Lorsque Daniel Plainview entend parler d’une petite ville de Californie où l’on dit qu’un océan de pétrole coulerait littéralement du sol, il décide d’aller tenter sa chance et part avec son fils H.W. à Little Boston. Dans cet endroit perdu où chacun lutte pour survivre et où l’unique distraction est l’église animée par le charismatique prêtre Eli Sunday, Plainview et son fils voient le sort leur sourire. Même si le pétrole comble leurs attentes et fait leur fortune, plus rien ne sera comme avant : les tensions s’intensifient, les conflits éclatent et les valeurs humaines comme l’amour, l’espoir, le sens de la communauté, les croyances, l’ambition et même les liens entre père et fils sont mis en péril par la corruption, la trahison… Et le pétrole.

Au début du XXᵉ siècle, l’ascension et la chute d’un magnat du pétrole. Grand film romanesque et satire féroce du pouvoir à l’américaine : le fric contre la foi.
-Télérama

Hard Eight

Un homme qui ne peut pas payer l’enterrement de sa mère rencontre un joueur expérimenté qui va lui apprendre à gagner beaucoup d’argent au casino. Dans cet univers, et accompagné de son mentor, il va rencontrer un ami puis tomber amoureux.
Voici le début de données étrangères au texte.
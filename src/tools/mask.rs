use crate::error::Result;
use crate::image_store::{ImageBuffer, ImageStore};
use egui::{Pos2, Rect};
use image::imageops::{self, FilterType};
use image::{GrayImage, Luma, Rgba};

const PAINTED: Luma<u8> = Luma([255]);

/// Freehand selection strokes painted over the displayed image.
///
/// Strokes accumulate in a display-sized coverage canvas where 0 means
/// untouched. Each stroke is a chain of round stamps, which gives round caps
/// and joins for free.
pub struct MaskTool {
    layer: GrayImage,
    brush_width: f32,
    last_pos: Option<Pos2>,
    dirty_rect: Option<Rect>,
}

impl MaskTool {
    pub fn new(width: u32, height: u32, brush_width: f32) -> Self {
        Self {
            layer: GrayImage::new(width, height),
            brush_width,
            last_pos: None,
            dirty_rect: None,
        }
    }

    pub fn brush_width(&self) -> f32 {
        self.brush_width
    }

    pub fn set_brush_width(&mut self, width: f32) {
        self.brush_width = width;
    }

    pub fn dimensions(&self) -> (u32, u32) {
        self.layer.dimensions()
    }

    /// Follows a change of display size, stretching what was painted.
    pub fn resize(&mut self, width: u32, height: u32) {
        if (width, height) == self.layer.dimensions() {
            return;
        }
        let (old_w, old_h) = self.layer.dimensions();
        self.layer = if old_w == 0 || old_h == 0 || width == 0 || height == 0 {
            GrayImage::new(width, height)
        } else {
            imageops::resize(&self.layer, width, height, FilterType::Nearest)
        };
        let kx = width as f32 / old_w.max(1) as f32;
        let ky = height as f32 / old_h.max(1) as f32;
        self.dirty_rect = self.dirty_rect.map(|r| {
            Rect::from_min_max(
                Pos2::new(r.min.x * kx, r.min.y * ky),
                Pos2::new(r.max.x * kx, r.max.y * ky),
            )
        });
        self.last_pos = None;
    }

    /// Pointer down: a single click already leaves a dot.
    pub fn begin_stroke(&mut self, pos: Pos2) {
        self.draw_circle(pos, self.brush_width / 2.0);
        self.last_pos = Some(pos);
    }

    pub fn extend_stroke(&mut self, pos: Pos2) {
        let Some(last) = self.last_pos else {
            return;
        };
        self.draw_segment(last, pos, self.brush_width / 2.0);
        self.last_pos = Some(pos);
    }

    pub fn end_stroke(&mut self) {
        self.last_pos = None;
    }

    /// Erases the accumulated strokes.
    pub fn clear(&mut self) {
        self.layer.pixels_mut().for_each(|p| *p = Luma([0]));
        self.last_pos = None;
        self.dirty_rect = None;
    }

    pub fn has_strokes(&self) -> bool {
        self.dirty_rect.is_some()
    }

    /// Whether the display pixel at `(x, y)` is painted.
    pub fn is_painted(&self, x: u32, y: u32) -> bool {
        x < self.layer.width() && y < self.layer.height() && self.layer.get_pixel(x, y)[0] > 0
    }

    /// Rasterizes the strokes at native resolution: white strokes on black.
    pub fn save(&self, native_width: u32, native_height: u32) -> Result<ImageBuffer> {
        let mut canvas = ImageStore::filled(native_width, native_height, Rgba([0, 0, 0, 255]));
        if native_width > 0 && native_height > 0 && self.has_strokes() {
            let scaled =
                imageops::resize(&self.layer, native_width, native_height, FilterType::Nearest);
            for (x, y, p) in scaled.enumerate_pixels() {
                if p[0] > 0 {
                    canvas.put_pixel(x, y, Rgba([255, 255, 255, 255]));
                }
            }
        }
        log::info!("Mask: saved at {}x{}", native_width, native_height);
        canvas.encode()
    }

    fn expand_dirty_rect(&mut self, rect: Rect) {
        self.dirty_rect = Some(match self.dirty_rect {
            Some(r) => r.union(rect),
            None => rect,
        });
    }

    fn draw_segment(&mut self, start: Pos2, end: Pos2, radius: f32) {
        let dist = start.distance(end);
        let step_dist = (radius * 0.25).max(1.0);
        let steps = (dist / step_dist).ceil().max(1.0) as u32;

        for i in 0..=steps {
            let t = i as f32 / steps as f32;
            self.draw_circle(start.lerp(end, t), radius);
        }
    }

    fn draw_circle(&mut self, pos: Pos2, radius: f32) {
        let width = self.layer.width() as i64;
        let height = self.layer.height() as i64;
        if width == 0 || height == 0 {
            return;
        }

        let r = radius.max(0.5);
        let min_x = ((pos.x - r).floor() as i64).max(0);
        let max_x = ((pos.x + r).ceil() as i64).min(width - 1);
        let min_y = ((pos.y - r).floor() as i64).max(0);
        let max_y = ((pos.y + r).ceil() as i64).min(height - 1);
        if min_x > max_x || min_y > max_y {
            return;
        }

        let mut touched = false;
        for y in min_y..=max_y {
            for x in min_x..=max_x {
                let dx = x as f32 + 0.5 - pos.x;
                let dy = y as f32 + 0.5 - pos.y;
                if dx * dx + dy * dy <= r * r {
                    self.layer.put_pixel(x as u32, y as u32, PAINTED);
                    touched = true;
                }
            }
        }

        if touched {
            self.expand_dirty_rect(Rect::from_min_max(
                Pos2::new(min_x as f32, min_y as f32),
                Pos2::new(max_x as f32 + 1.0, max_y as f32 + 1.0),
            ));
        }
    }
}

#[cfg(test)]
mod tests {
    use super::*;
    use egui::pos2;

    #[test]
    fn click_leaves_a_round_dot() {
        let mut mask = MaskTool::new(100, 100, 20.0);
        mask.begin_stroke(pos2(50.0, 50.0));
        mask.end_stroke();
        assert!(mask.is_painted(50, 50));
        assert!(mask.is_painted(58, 50));
        assert!(!mask.is_painted(62, 50));
        assert!(!mask.is_painted(58, 58));
    }

    #[test]
    fn stroke_covers_the_path() {
        let mut mask = MaskTool::new(100, 40, 10.0);
        mask.begin_stroke(pos2(10.0, 20.0));
        mask.extend_stroke(pos2(90.0, 20.0));
        mask.end_stroke();
        for x in 10..90 {
            assert!(mask.is_painted(x, 20), "gap at {}", x);
        }
        assert!(!mask.is_painted(50, 30));
        // Moves without a pointer down paint nothing.
        mask.extend_stroke(pos2(50.0, 5.0));
        assert!(!mask.is_painted(50, 5));
    }

    #[test]
    fn save_is_native_sized_black_and_white() {
        let mut mask = MaskTool::new(50, 50, 10.0);
        mask.begin_stroke(pos2(25.0, 25.0));
        mask.end_stroke();
        let saved = mask.save(200, 100).unwrap();
        assert_eq!(saved.dimensions(), (200, 100));
        let pixels = saved.to_rgba().unwrap();
        assert_eq!(*pixels.get_pixel(100, 50), Rgba([255, 255, 255, 255]));
        assert_eq!(*pixels.get_pixel(5, 5), Rgba([0, 0, 0, 255]));
        assert!(pixels
            .pixels()
            .all(|p| *p == Rgba([0, 0, 0, 255]) || *p == Rgba([255, 255, 255, 255])));
    }

    #[test]
    fn clear_erases_strokes() {
        let mut mask = MaskTool::new(20, 20, 10.0);
        mask.begin_stroke(pos2(10.0, 10.0));
        mask.clear();
        assert!(!mask.has_strokes());
        assert!(!mask.is_painted(10, 10));
    }
}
Paul Thomas Anderson réalisait en 1996 “Hard Eight” (“Double mise” en français), un premier film virtuose et cruel sur le monde trouble des casinos. On y retrouve déjà ses talents de metteur en scène et directeur d’acteur (ici Gwyneth Paltrow, Philip Baker Hall, John C. Reilly…).
-Télérama

Phantom Thread

Dans le Londres des années 50, juste après la guerre, le couturier de renom Reynolds Woodcock et sa sœur Cyril règnent sur le monde de la mode anglaise. Ils habillent aussi bien les familles royales que les stars de cinéma, les riches héritières ou le gratin de la haute société avec le style inimitable de la maison Woodcock. Les femmes vont et viennent dans la vie de ce célibataire aussi célèbre qu’endurci, lui servant à la fois de muses et de compagnes jusqu’au jour où la jeune et très déterminée Alma ne les supplante toutes pour y prendre une place centrale. Mais cet amour va bouleverser une routine jusque-là ordonnée et organisée au millimètre près.

Dans l’Angleterre corsetée des années 50, un génie de la mode, aussi maniaque qu’intransigeant, voit sa vie bouleversée lorsqu’il tombe sous le charme d’une jeune serveuse dont il fait sa muse. Un monument de raffinement et de perversion.